//! League and membership repository

use chrono::{DateTime, Utc};
use sqlx::{PgConnection, PgExecutor, PgPool};
use uuid::Uuid;

use crate::{
    constants::draft_status,
    error::AppResult,
    models::{League, LeagueMember},
};

const MEMBER_COLUMNS: &str = r#"
    lm.league_id,
    lm.user_id,
    u.username,
    u.display_name,
    lm.draft_position,
    lm.joined_at
"#;

/// Repository for league database operations
pub struct LeagueRepository;

impl LeagueRepository {
    /// Create a league and enrol its commissioner as the first member
    pub async fn create(
        pool: &PgPool,
        name: &str,
        season: i32,
        commissioner_id: &Uuid,
        invite_code: &str,
        picks_per_member: i32,
    ) -> AppResult<League> {
        let mut tx = pool.begin().await?;

        let league = sqlx::query_as::<_, League>(
            r#"
            INSERT INTO leagues (name, season, commissioner_id, invite_code, picks_per_member)
            VALUES ($1, $2, $3, $4, $5)
            RETURNING *
            "#,
        )
        .bind(name)
        .bind(season)
        .bind(commissioner_id)
        .bind(invite_code)
        .bind(picks_per_member)
        .fetch_one(&mut *tx)
        .await?;

        Self::add_member(&mut *tx, &league.id, commissioner_id).await?;

        tx.commit().await?;
        Ok(league)
    }

    /// Find league by ID
    pub async fn find_by_id<'e>(executor: impl PgExecutor<'e>, id: &Uuid) -> AppResult<Option<League>> {
        let league = sqlx::query_as::<_, League>(r#"SELECT * FROM leagues WHERE id = $1"#)
            .bind(id)
            .fetch_optional(executor)
            .await?;

        Ok(league)
    }

    /// Find league by invite code
    pub async fn find_by_invite_code(pool: &PgPool, code: &str) -> AppResult<Option<League>> {
        let league = sqlx::query_as::<_, League>(r#"SELECT * FROM leagues WHERE invite_code = $1"#)
            .bind(code)
            .fetch_optional(pool)
            .await?;

        Ok(league)
    }

    /// Leagues the user belongs to, newest first
    pub async fn list_for_user(pool: &PgPool, user_id: &Uuid) -> AppResult<Vec<League>> {
        let leagues = sqlx::query_as::<_, League>(
            r#"
            SELECT l.* FROM leagues l
            JOIN league_members lm ON lm.league_id = l.id
            WHERE lm.user_id = $1
            ORDER BY l.created_at DESC
            "#,
        )
        .bind(user_id)
        .fetch_all(pool)
        .await?;

        Ok(leagues)
    }

    /// Load a league row and hold its lock until the transaction ends
    pub async fn lock_for_update(conn: &mut PgConnection, id: &Uuid) -> AppResult<Option<League>> {
        let league =
            sqlx::query_as::<_, League>(r#"SELECT * FROM leagues WHERE id = $1 FOR UPDATE"#)
                .bind(id)
                .fetch_optional(conn)
                .await?;

        Ok(league)
    }

    /// Store the draft order array
    pub async fn set_draft_order(conn: &mut PgConnection, id: &Uuid, order: &[Uuid]) -> AppResult<()> {
        sqlx::query(
            r#"UPDATE leagues SET draft_order = $2, updated_at = NOW() WHERE id = $1"#,
        )
        .bind(id)
        .bind(order)
        .execute(conn)
        .await?;

        Ok(())
    }

    /// Transition a league to in progress
    pub async fn start_draft(
        conn: &mut PgConnection,
        id: &Uuid,
        deadline: DateTime<Utc>,
        now: DateTime<Utc>,
    ) -> AppResult<League> {
        let league = sqlx::query_as::<_, League>(
            r#"
            UPDATE leagues
            SET draft_status = $2, draft_started_at = $3, draft_deadline = $4, updated_at = NOW()
            WHERE id = $1
            RETURNING *
            "#,
        )
        .bind(id)
        .bind(draft_status::IN_PROGRESS)
        .bind(now)
        .bind(deadline)
        .fetch_one(conn)
        .await?;

        Ok(league)
    }

    /// Close a draft and stamp its completion time
    pub async fn mark_completed(conn: &mut PgConnection, id: &Uuid, now: DateTime<Utc>) -> AppResult<()> {
        sqlx::query(
            r#"
            UPDATE leagues
            SET draft_status = $2, draft_completed_at = $3, updated_at = NOW()
            WHERE id = $1
            "#,
        )
        .bind(id)
        .bind(draft_status::COMPLETED)
        .bind(now)
        .execute(conn)
        .await?;

        Ok(())
    }

    /// In-progress leagues whose deadline has passed
    pub async fn find_expired_drafts(pool: &PgPool, now: DateTime<Utc>) -> AppResult<Vec<Uuid>> {
        let ids: Vec<Uuid> = sqlx::query_scalar(
            r#"
            SELECT id FROM leagues
            WHERE draft_status = $1 AND draft_deadline IS NOT NULL AND draft_deadline <= $2
            ORDER BY draft_deadline
            "#,
        )
        .bind(draft_status::IN_PROGRESS)
        .bind(now)
        .fetch_all(pool)
        .await?;

        Ok(ids)
    }

    // ------------------------------------------------------------------------
    // Membership
    // ------------------------------------------------------------------------

    /// Add a member to a league
    pub async fn add_member<'e>(executor: impl PgExecutor<'e>, league_id: &Uuid, user_id: &Uuid) -> AppResult<()> {
        sqlx::query(
            r#"
            INSERT INTO league_members (league_id, user_id)
            VALUES ($1, $2)
            "#,
        )
        .bind(league_id)
        .bind(user_id)
        .execute(executor)
        .await?;

        Ok(())
    }

    /// Members with their profiles, in draft position order then join order
    pub async fn list_members<'e>(
        executor: impl PgExecutor<'e>,
        league_id: &Uuid,
    ) -> AppResult<Vec<LeagueMember>> {
        let query = format!(
            r#"
            SELECT {MEMBER_COLUMNS}
            FROM league_members lm
            JOIN users u ON u.id = lm.user_id
            WHERE lm.league_id = $1
            ORDER BY lm.draft_position NULLS LAST, lm.joined_at, lm.user_id
            "#
        );

        let members = sqlx::query_as::<_, LeagueMember>(&query)
            .bind(league_id)
            .fetch_all(executor)
            .await?;

        Ok(members)
    }

    /// Assign 1-based draft positions
    pub async fn set_positions(
        conn: &mut PgConnection,
        league_id: &Uuid,
        positions: &[(Uuid, i32)],
    ) -> AppResult<()> {
        // Clear first so a reorder never trips the (league_id, draft_position) constraint
        sqlx::query(r#"UPDATE league_members SET draft_position = NULL WHERE league_id = $1"#)
            .bind(league_id)
            .execute(&mut *conn)
            .await?;

        for (user_id, position) in positions {
            sqlx::query(
                r#"
                UPDATE league_members SET draft_position = $3
                WHERE league_id = $1 AND user_id = $2
                "#,
            )
            .bind(league_id)
            .bind(user_id)
            .bind(position)
            .execute(&mut *conn)
            .await?;
        }

        Ok(())
    }
}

_YOUR INSTRUCTIONS_
The lines from the first of the entries through the line holding "the first member" are to be restated word for word, and no others.

_OUTPUT FOR THIS TASK_
//! League and membership repository

use chrono::{DateTime, Utc};
use sqlx::{PgConnection, PgExecutor, PgPool};
use uuid::Uuid;

use crate::{
    constants::draft_status,
    error::AppResult,
    models::{League, LeagueMember},
};

const MEMBER_COLUMNS: &str = r#"
    lm.league_id,
    lm.user_id,
    u.username,
    u.display_name,
    lm.draft_position,
    lm.joined_at
"#;

/// Repository for league database operations
pub struct LeagueRepository;

impl LeagueRepository {
    /// Create a league and enrol its commissioner as the first member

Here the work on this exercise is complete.